— WHAT TO PRODUCE —
The records under this task must be duplicated exactly.

Stored items

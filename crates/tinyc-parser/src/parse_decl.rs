//! Function definitions and variable declarations.

use tinyc_lexer::TokenKind;
use tinyc_types::ast::{Node, NodeId};
use tinyc_types::{ErrorCode, MessageArg, Result, Span};

use crate::parser::Parser;

impl<'src> Parser<'src> {
    // ══════════════════════════════════════════════════════════════════════════
    // Program
    // ══════════════════════════════════════════════════════════════════════════

    /// `{ Function } Eof`
    pub(crate) fn parse_program(&mut self) -> Result<()> {
        loop {
            match self.peek_kind() {
                TokenKind::Eof => return Ok(()),
                TokenKind::RBrace => return Err(self.stray_brace()),
                _ => self.parse_function()?,
            }
        }
    }

    /// `int {*} name ( [Param {, Param}] ) Block`
    ///
    /// The function is registered before its body is parsed, so it can call
    /// itself. The return type's pointer stars are accepted and ignored: every
    /// function returns one `i32`.
    fn parse_function(&mut self) -> Result<()> {
        self.expect(TokenKind::Int)?;
        self.parse_stars();
        let (name, span) = self.expect_identifier("function")?;
        let id = self.functions.declare_function(name).ok_or_else(|| {
            self.error_at(
                ErrorCode::FUNCTION_REDECLARED,
                "There's already a function with the name %i",
                &[MessageArg::Ident(name)],
                span,
            )
        })?;
        self.begin_function(id);

        self.expect(TokenKind::LParen)?;
        if !self.check(TokenKind::RParen) {
            loop {
                self.parse_param()?;
                if !self.eat(TokenKind::Comma) {
                    break;
                }
            }
        }
        self.expect(TokenKind::RParen)?;

        let open = self.expect(TokenKind::LBrace)?;
        let body = self.parse_block_body(&open)?;
        self.function_mut().body = Some(body);
        Ok(())
    }

    /// `int {*} name`
    fn parse_param(&mut self) -> Result<()> {
        self.expect(TokenKind::Int)?;
        let indirection = self.parse_stars();
        let (name, span) = self.expect_identifier("parameter")?;
        match self.function_mut().declare_param(name, indirection) {
            Some(_) => Ok(()),
            None => Err(self.error_at(
                ErrorCode::PARAMETER_REDECLARED,
                "There's already a parameter with the name %i",
                &[MessageArg::Ident(name)],
                span,
            )),
        }
    }

    // ══════════════════════════════════════════════════════════════════════════
    // Declarations
    // ══════════════════════════════════════════════════════════════════════════

    /// `int Declarator {, Declarator}` where `Declarator = {*} name [= Expr]`.
    ///
    /// A single declarator yields one `Decl`; several yield a `Block` of them.
    /// The terminating `;` is left to the caller.
    pub(crate) fn parse_declaration(&mut self) -> Result<NodeId> {
        self.expect(TokenKind::Int)?;
        let mut decls = Vec::new();
        loop {
            let indirection = self.parse_stars();
            let (name, span) = self.expect_identifier("variable")?;
            let address = self.declare_local(name, indirection, span)?;
            let init = if self.eat(TokenKind::Eq) {
                Some(self.parse_expression()?.node)
            } else {
                None
            };
            decls.push(self.alloc(Node::Decl { address, init }));
            if !self.eat(TokenKind::Comma) {
                break;
            }
        }
        Ok(match decls.as_slice() {
            [single] => *single,
            _ => self.alloc(Node::Block(decls)),
        })
    }

    fn declare_local(&mut self, name: &'src str, indirection: u32, span: Span) -> Result<i32> {
        if let Some(address) = self.function_mut().declare_variable(name, indirection) {
            return Ok(address);
        }
        let (code, template) = if self.function().param(name).is_some() {
            (
                ErrorCode::PARAMETER_REDECLARED,
                "There's already a parameter with the name %i",
            )
        } else {
            (
                ErrorCode::VARIABLE_REDECLARED,
                "There's already a variable with the name %i",
            )
        };
        Err(self.error_at(code, template, &[MessageArg::Ident(name)], span))
    }
}
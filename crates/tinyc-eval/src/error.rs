//! Runtime error types for the tinyc evaluator.

use thiserror::Error;

/// Evaluation error: runtime traps and resource exhaustion.
///
/// The trap variants correspond one-to-one with the traps the compiled
/// module raises for the same program.
#[derive(Debug, Clone, PartialEq, Eq, Error)]
pub enum EvalError {
    #[error("integer divide by zero")]
    DivisionByZero,

    /// `i32::MIN / -1`
    #[error("integer overflow")]
    IntegerOverflow,

    #[error("out of bounds memory access at {address}")]
    OutOfBounds { address: u64 },

    /// Call nesting beyond [`crate::MAX_CALL_DEPTH`].
    #[error("call stack exhausted")]
    StackOverflow,

    #[error("gas exhausted")]
    GasExhausted,

    #[error("unknown function: {0}")]
    UnknownFunction(String),

    /// `return` statement (used internally for control flow)
    #[error("return")]
    Return(i32),

    /// An AST shape the parser never produces.
    #[error("internal evaluator error: {0}")]
    Internal(String),
}

/// Result alias for evaluator operations.
pub type EvalResult<T> = Result<T, EvalError>;
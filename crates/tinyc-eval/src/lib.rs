//! tinyc tree-walking evaluator: reference implementation.
//!
//! Executes programs directly from the AST without WASM compilation, using
//! a simulated linear memory and the code generator's frame layout, so
//! pointer programs observe the same addresses they would in the compiled
//! module. Used as the golden reference for WASM output.

pub mod error;
pub mod evaluator;
pub mod memory;

pub use error::{EvalError, EvalResult};
pub use evaluator::{run_main, Evaluator, DEFAULT_GAS_LIMIT, MAX_CALL_DEPTH};
pub use memory::Memory;
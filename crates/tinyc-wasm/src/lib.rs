//! tinyc compiler as a WASM module for browser environments.
//!
//! This crate exposes the compilation pipeline via `wasm-bindgen`, suitable
//! for running in a browser Web Worker.
//!
//! # Usage (JavaScript)
//!
//! ```js
//! import init, { compile } from 'tinyc-wasm';
//!
//! await init();
//!
//! const result = JSON.parse(compile("int main() { return 7; }", "main.c"));
//! const { instance } = await WebAssembly.instantiate(new Uint8Array(result.wasm));
//! console.log(instance.exports.main()); // 7
//! ```

use wasm_bindgen::prelude::*;

/// Compile a tinyc source file to WASM.
///
/// Returns a JSON string containing a `CompileResult`:
/// ```json
/// {
///   "success": true,
///   "wasm": [0, 97, 115, 109, ...],
///   "errors": { "errors": [], "total_errors": 0 },
///   "source_hash": "…",
///   "wasm_hash": "…"
/// }
/// ```
///
/// On failure, `success` is `false`, `wasm` is `null`, and `errors` contains
/// structured error information.
#[wasm_bindgen]
pub fn compile(source: &str, filename: &str) -> String {
    let result = tinyc_compiler::compile_to_result(source, filename);
    serde_json::to_string(&result).unwrap_or_else(|e| {
        format!(
            r#"{{"success":false,"wasm":null,"errors":{{"errors":[{{"message":"Serialization error: {}"}}],"total_errors":1}}}}"#,
            e
        )
    })
}

/// Like [`compile`], but hands the result over as a JS object instead of
/// JSON text.
#[wasm_bindgen(js_name = compileToObject)]
pub fn compile_to_object(source: &str, filename: &str) -> Result<JsValue, JsValue> {
    let result = tinyc_compiler::compile_to_result(source, filename);
    serde_wasm_bindgen::to_value(&result).map_err(JsValue::from)
}

/// Lex and parse a source file without generating WASM.
///
/// Returns a JSON string containing structured errors. Faster than full
/// compilation when only diagnostics are needed (e.g., editor integration).
#[wasm_bindgen]
pub fn check(source: &str, filename: &str) -> String {
    let errors = tinyc_compiler::check(source, filename);
    serde_json::to_string(&errors).unwrap_or_else(|e| {
        format!(
            r#"{{"errors":[{{"message":"Serialization error: {}"}}],"total_errors":1}}"#,
            e
        )
    })
}

/// Return the compiler version string.
#[wasm_bindgen]
pub fn version() -> String {
    env!("CARGO_PKG_VERSION").to_string()
}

— SOLUTION FOR THIS TASK —
filename crates/tinyc-parser/src/parse_decl.rs
//! Function definitions and variable declarations.

use tinyc_lexer::TokenKind;
use tinyc_types::ast::{Node, NodeId};
use tinyc_types::{ErrorCode, MessageArg, Result, Span};

use crate::parser::Parser;

impl<'src> Parser<'src> {
    // ══════════════════════════════════════════════════════════════════════════
    // Program
    // ══════════════════════════════════════════════════════════════════════════

    /// `{ Function } Eof`
    pub(crate) fn parse_program(&mut self) -> Result<()> {
        loop {
            match self.peek_kind() {
                TokenKind::Eof => return Ok(()),
                TokenKind::RBrace => return Err(self.stray_brace()),
                _ => self.parse_function()?,
            }
        }
    }

    /// `int {*} name ( [Param {, Param}] ) Block`
    ///
    /// The function is registered before its body is parsed, so it can call
    /// itself. The return type's pointer stars are accepted and ignored: every
    /// function returns one `i32`.
    fn parse_function(&mut self) -> Result<()> {
        self.expect(TokenKind::Int)?;
        self.parse_stars();
        let (name, span) = self.expect_identifier("function")?;
        let id = self.functions.declare_function(name).ok_or_else(|| {
            self.error_at(
                ErrorCode::FUNCTION_REDECLARED,
                "There's already a function with the name %i",
                &[MessageArg::Ident(name)],
                span,
            )
        })?;
        self.begin_function(id);

        self.expect(TokenKind::LParen)?;
        if !self.check(TokenKind::RParen) {
            loop {
                self.parse_param()?;
                if !self.eat(TokenKind::Comma) {
                    break;
                }
            }
        }
        self.expect(TokenKind::RParen)?;

        let open = self.expect(TokenKind::LBrace)?;
        let body = self.parse_block_body(&open)?;
        self.function_mut().body = Some(body);
        Ok(())
    }

    /// `int {*} name`
    fn parse_param(&mut self) -> Result<()> {
        self.expect(TokenKind::Int)?;
        let indirection = self.parse_stars();
        let (name, span) = self.expect_identifier("parameter")?;
        match self.function_mut().declare_param(name, indirection) {
            Some(_) => Ok(()),
            None => Err(self.error_at(
                ErrorCode::PARAMETER_REDECLARED,
                "There's already a parameter with the name %i",
                &[MessageArg::Ident(name)],
                span,
            )),
        }
    }

    // ══════════════════════════════════════════════════════════════════════════
    // Declarations
    // ══════════════════════════════════════════════════════════════════════════

    /// `int Declarator {, Declarator}` where `Declarator = {*} name [= Expr]`.
    ///
    /// A single declarator yields one `Decl`; several yield a `Block` of them.
    /// The terminating `;` is left to the caller.
    pub(crate) fn parse_declaration(&mut self) -> Result<NodeId> {
        self.expect(TokenKind::Int)?;
        let mut decls = Vec::new();
        loop {
            let indirection = self.parse_stars();
            let (name, span) = self.expect_identifier("variable")?;
            let address = self.declare_local(name, indirection, span)?;
            let init = if self.eat(TokenKind::Eq) {
                Some(self.parse_expression()?.node)
            } else {
                None
            };
            decls.push(self.alloc(Node::Decl { address, init }));
            if !self.eat(TokenKind::Comma) {
                break;
            }
        }
        Ok(match decls.as_slice() {
            [single] => *single,
            _ => self.alloc(Node::Block(decls)),
        })
    }

    fn declare_local(&mut self, name: &'src str, indirection: u32, span: Span) -> Result<i32> {
        if let Some(address) = self.function_mut().declare_variable(name, indirection) {
            return Ok(address);
        }
        let (code, template) = if self.function().param(name).is_some() {
            (
                ErrorCode::PARAMETER_REDECLARED,
                "There's already a parameter with the name %i",
            )
        } else {
            (
                ErrorCode::VARIABLE_REDECLARED,
                "There's already a variable with the name %i",
            )
        };
        Err(self.error_at(code, template, &[MessageArg::Ident(name)], span))
    }
}
filename crates/tinyc-eval/src/error.rs
//! Runtime error types for the tinyc evaluator.

use thiserror::Error;

/// Evaluation error: runtime traps and resource exhaustion.
///
/// The trap variants correspond one-to-one with the traps the compiled
/// module raises for the same program.
#[derive(Debug, Clone, PartialEq, Eq, Error)]
pub enum EvalError {
    #[error("integer divide by zero")]
    DivisionByZero,

    /// `i32::MIN / -1`
    #[error("integer overflow")]
    IntegerOverflow,

    #[error("out of bounds memory access at {address}")]
    OutOfBounds { address: u64 },

    /// Call nesting beyond [`crate::MAX_CALL_DEPTH`].
    #[error("call stack exhausted")]
    StackOverflow,

    #[error("gas exhausted")]
    GasExhausted,

    #[error("unknown function: {0}")]
    UnknownFunction(String),

    /// `return` statement (used internally for control flow)
    #[error("return")]
    Return(i32),

    /// An AST shape the parser never produces.
    #[error("internal evaluator error: {0}")]
    Internal(String),
}

/// Result alias for evaluator operations.
pub type EvalResult<T> = Result<T, EvalError>;
filename crates/tinyc-eval/src/lib.rs
//! tinyc tree-walking evaluator: reference implementation.
//!
//! Executes programs directly from the AST without WASM compilation, using
//! a simulated linear memory and the code generator's frame layout, so
//! pointer programs observe the same addresses they would in the compiled
//! module. Used as the golden reference for WASM output.

pub mod error;
pub mod evaluator;
pub mod memory;

pub use error::{EvalError, EvalResult};
pub use evaluator::{run_main, Evaluator, DEFAULT_GAS_LIMIT, MAX_CALL_DEPTH};
pub use memory::Memory;
filename crates/tinyc-wasm/src/lib.rs
//! tinyc compiler as a WASM module for browser environments.
//!
//! This crate exposes the compilation pipeline via `wasm-bindgen`, suitable
//! for running in a browser Web Worker.
//!
//! # Usage (JavaScript)
//!
//! ```js
//! import init, { compile } from 'tinyc-wasm';
//!
//! await init();
//!
//! const result = JSON.parse(compile("int main() { return 7; }", "main.c"));
//! const { instance } = await WebAssembly.instantiate(new Uint8Array(result.wasm));
//! console.log(instance.exports.main()); // 7
//! ```

use wasm_bindgen::prelude::*;

/// Compile a tinyc source file to WASM.
///
/// Returns a JSON string containing a `CompileResult`:
/// ```json
/// {
///   "success": true,
///   "wasm": [0, 97, 115, 109, ...],
///   "errors": { "errors": [], "total_errors": 0 },
///   "source_hash": "…",
///   "wasm_hash": "…"
/// }
/// ```
///
/// On failure, `success` is `false`, `wasm` is `null`, and `errors` contains
/// structured error information.
#[wasm_bindgen]
pub fn compile(source: &str, filename: &str) -> String {
    let result = tinyc_compiler::compile_to_result(source, filename);
    serde_json::to_string(&result).unwrap_or_else(|e| {
        format!(
            r#"{{"success":false,"wasm":null,"errors":{{"errors":[{{"message":"Serialization error: {}"}}],"total_errors":1}}}}"#,
            e
        )
    })
}

/// Like [`compile`], but hands the result over as a JS object instead of
/// JSON text.
#[wasm_bindgen(js_name = compileToObject)]
pub fn compile_to_object(source: &str, filename: &str) -> Result<JsValue, JsValue> {
    let result = tinyc_compiler::compile_to_result(source, filename);
    serde_wasm_bindgen::to_value(&result).map_err(JsValue::from)
}

/// Lex and parse a source file without generating WASM.
///
/// Returns a JSON string containing structured errors. Faster than full
/// compilation when only diagnostics are needed (e.g., editor integration).
#[wasm_bindgen]
pub fn check(source: &str, filename: &str) -> String {
    let errors = tinyc_compiler::check(source, filename);
    serde_json::to_string(&errors).unwrap_or_else(|e| {
        format!(
            r#"{{"errors":[{{"message":"Serialization error: {}"}}],"total_errors":1}}"#,
            e
        )
    })
}

/// Return the compiler version string.
#[wasm_bindgen]
pub fn version() -> String {
    env!("CARGO_PKG_VERSION").to_string()
}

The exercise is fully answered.